This blog highlights the importance of listening to babies to mark Infant Mental Health Awareness Week 2025.

baby-building-blocks

As adults, we have a duty to listen to babies and take seriously what we hear.  

The United Nations Convention on the Rights of the Child (UNCRC) recognises that babies and very young children have rights, not only to things like protection from harm and discrimination, but also to “express views” and “be consulted in matters that affect them”.1 

There is growing recognition within families and communities of the rights of babies to have their perspective taken into account. However, not all babies are heard and all too often, it is the voices of babies in families from marginalised groups that are missed.  

As part of this year’s Infant Mental Health Awareness Week, co-ordinated by the Parent-Infant Foundation, we want to highlight the importance of listening to babies, especially those who are seldom heard. Here we draw on some key messages in our National Centre for Family Hubs resource, ‘See us – hear us: Listening to babies’.2  

What does it mean to listen to babies? 

Given that babies can’t talk, how do they tell us how they feel?  

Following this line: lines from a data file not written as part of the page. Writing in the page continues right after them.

use crate::status::StatusResolver;
use crate::{CertificationRecord, CertificationStatus};
use chrono::{Datelike, NaiveDate};
use serde::{Deserialize, Serialize};
use std::collections::BTreeMap;

#[derive(Debug, Clone, Copy, PartialEq, Eq, Hash)]
pub enum ExpirationBucket {
    Next30Days,
    Days31To60,
    Days61To90,
    Beyond90Days,
}

impl ExpirationBucket {
    /// Strict lower bound, inclusive upper bound. Nothing expiring today or
    /// earlier lands in a bucket.
    pub fn for_expiration(today: NaiveDate, expiration_date: NaiveDate) -> Option<Self> {
        let days_left = (expiration_date - today).num_days();
        match days_left {
            i64::MIN..=0 => None,
            1..=30 => Some(ExpirationBucket::Next30Days),
            31..=60 => Some(ExpirationBucket::Days31To60),
            61..=90 => Some(ExpirationBucket::Days61To90),
            _ => Some(ExpirationBucket::Beyond90Days),
        }
    }
}

#[derive(Debug, Clone, Copy, Default, Serialize, Deserialize, PartialEq, Eq)]
#[serde(rename_all = "camelCase")]
pub struct ExpirationBuckets {
    pub next_30_days: u64,
    pub days_31_to_60: u64,
    pub days_61_to_90: u64,
    pub beyond_90_days: u64,
}

impl ExpirationBuckets {
    fn add(&mut self, bucket: ExpirationBucket) {
        match bucket {
            ExpirationBucket::Next30Days => self.next_30_days += 1,
            ExpirationBucket::Days31To60 => self.days_31_to_60 += 1,
            ExpirationBucket::Days61To90 => self.days_61_to_90 += 1,
            ExpirationBucket::Beyond90Days => self.beyond_90_days += 1,
        }
    }

    pub fn total(&self) -> u64 {
        self.next_30_days + self.days_31_to_60 + self.days_61_to_90 + self.beyond_90_days
    }
}

#[derive(Debug, Clone, Serialize, Deserialize, PartialEq)]
#[serde(rename_all = "camelCase")]
pub struct UpcomingExpiration {
    pub id: String,
    pub name: String,
    pub provider: String,
    pub expiration_date: NaiveDate,
    pub days_remaining: i64,
    pub status: CertificationStatus,
}

/// Live statistics computed on read; never persisted.
#[derive(Debug, Clone, Serialize, Deserialize, PartialEq)]
#[serde(rename_all = "camelCase")]
pub struct DashboardStats {
    pub as_of: NaiveDate,
    pub total_count: u64,
    pub active_count: u64,
    pub expiring_count: u64,
    pub expired_count: u64,
    pub renewed_count: u64,
    pub expiring_soon: ExpirationBuckets,
    pub renewed_this_year: u64,
    pub total_cost: f64,
    pub average_certification_value: f64,
    pub cost_by_category: BTreeMap<String, f64>,
    pub category_counts: BTreeMap<String, u64>,
    pub provider_counts: BTreeMap<String, u64>,
    pub upcoming_expirations: Vec<UpcomingExpiration>,
}

/// Buckets cover in-force records only (resolved active or expiring).
/// "Renewed this year" keys off the issue date.
pub fn compute(
    records: &[CertificationRecord],
    today: NaiveDate,
    resolver: &StatusResolver,
    upcoming_limit: usize,
) -> DashboardStats {
    let mut stats = DashboardStats {
        as_of: today,
        total_count: 0,
        active_count: 0,
        expiring_count: 0,
        expired_count: 0,
        renewed_count: 0,
        expiring_soon: ExpirationBuckets::default(),
        renewed_this_year: 0,
        total_cost: 0.0,
        average_certification_value: 0.0,
        cost_by_category: BTreeMap::new(),
        category_counts: BTreeMap::new(),
        provider_counts: BTreeMap::new(),
        upcoming_expirations: Vec::new(),
    };
    let mut upcoming = Vec::new();

    for record in records {
        let status = resolver.resolve_record(record, today);
        stats.total_count += 1;
        match status {
            CertificationStatus::Active => stats.active_count += 1,
            CertificationStatus::Expiring => stats.expiring_count += 1,
            CertificationStatus::Expired => stats.expired_count += 1,
            CertificationStatus::Renewed => {
                stats.renewed_count += 1;
                if record.issue_date.year() == today.year() {
                    stats.renewed_this_year += 1;
                }
            }
        }

        if status.is_in_force() {
            if let Some(bucket) = ExpirationBucket::for_expiration(today, record.expiration_date)
            {
                stats.expiring_soon.add(bucket);
            }
            upcoming.push(UpcomingExpiration {
                id: record.id.clone(),
                name: record.name.clone(),
                provider: record.provider.clone(),
                expiration_date: record.expiration_date,
                days_remaining: record.days_until_expiration(today),
                status,
            });
        }

        let cost = record.cost_or_zero();
        stats.total_cost += cost;
        *stats
            .cost_by_category
            .entry(record.category.clone())
            .or_insert(0.0) += cost;
        *stats
            .category_counts
            .entry(record.category.clone())
            .or_insert(0) += 1;
        *stats
            .provider_counts
            .entry(record.provider.clone())
            .or_insert(0) += 1;
    }

    if stats.total_count > 0 {
        stats.average_certification_value = stats.total_cost / stats.total_count as f64;
    }

    upcoming.sort_by(|a, b| {
        a.expiration_date
            .cmp(&b.expiration_date)
            .then_with(|| a.id.cmp(&b.id))
    });
    upcoming.truncate(upcoming_limit);
    stats.upcoming_expirations = upcoming;

    stats
}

Babies are born readily able to communicate and they do this through their physical movements and vocalisations. There are many ways babies talk to us, for example, through crying, cooing, smiling, babbling, zoning out, yawning, kicking and even hiccupping. Through warm and sensitive relationships with adults, babies’ behaviours can be interpreted and responded to, and their wishes taken into account.  

Working out what a baby might be telling us isn’t always straightforward. Key to this is careful observation of the baby, keeping a curious and open mind, and prioritising ‘serve and return’ communication. 

What is serve and return?

“When an infant or young child babbles, gestures, or cries, and an adult responds with eye contact, words, or a hug, this back-and-forth interaction—known as serve and return—helps to build and strengthen neural connections in the child’s brain.” Serve and Return: Back-and-forth exchanges 

Why is listening to babies so important?  

Early relationships shape the development of babies’ brains and lay the foundations for lifelong mental and physical health. It is through relationships that babies learn about themselves, others and the world. When babies’ thoughts and feelings are responded to in a sensitive way, babies feel safe, secure and ready to learn.  

Listening to babies also means they have their say in the design of services.  

There are a wide range of services that support families in the early years, including universal services like midwifery, health visiting and family hubs, and more specialist provision like parent-infant relationship services.  

Centring the voice of babies in service development, and especially those who are seldom heard, means that support is more accessible, suitable and useful to the whole family.  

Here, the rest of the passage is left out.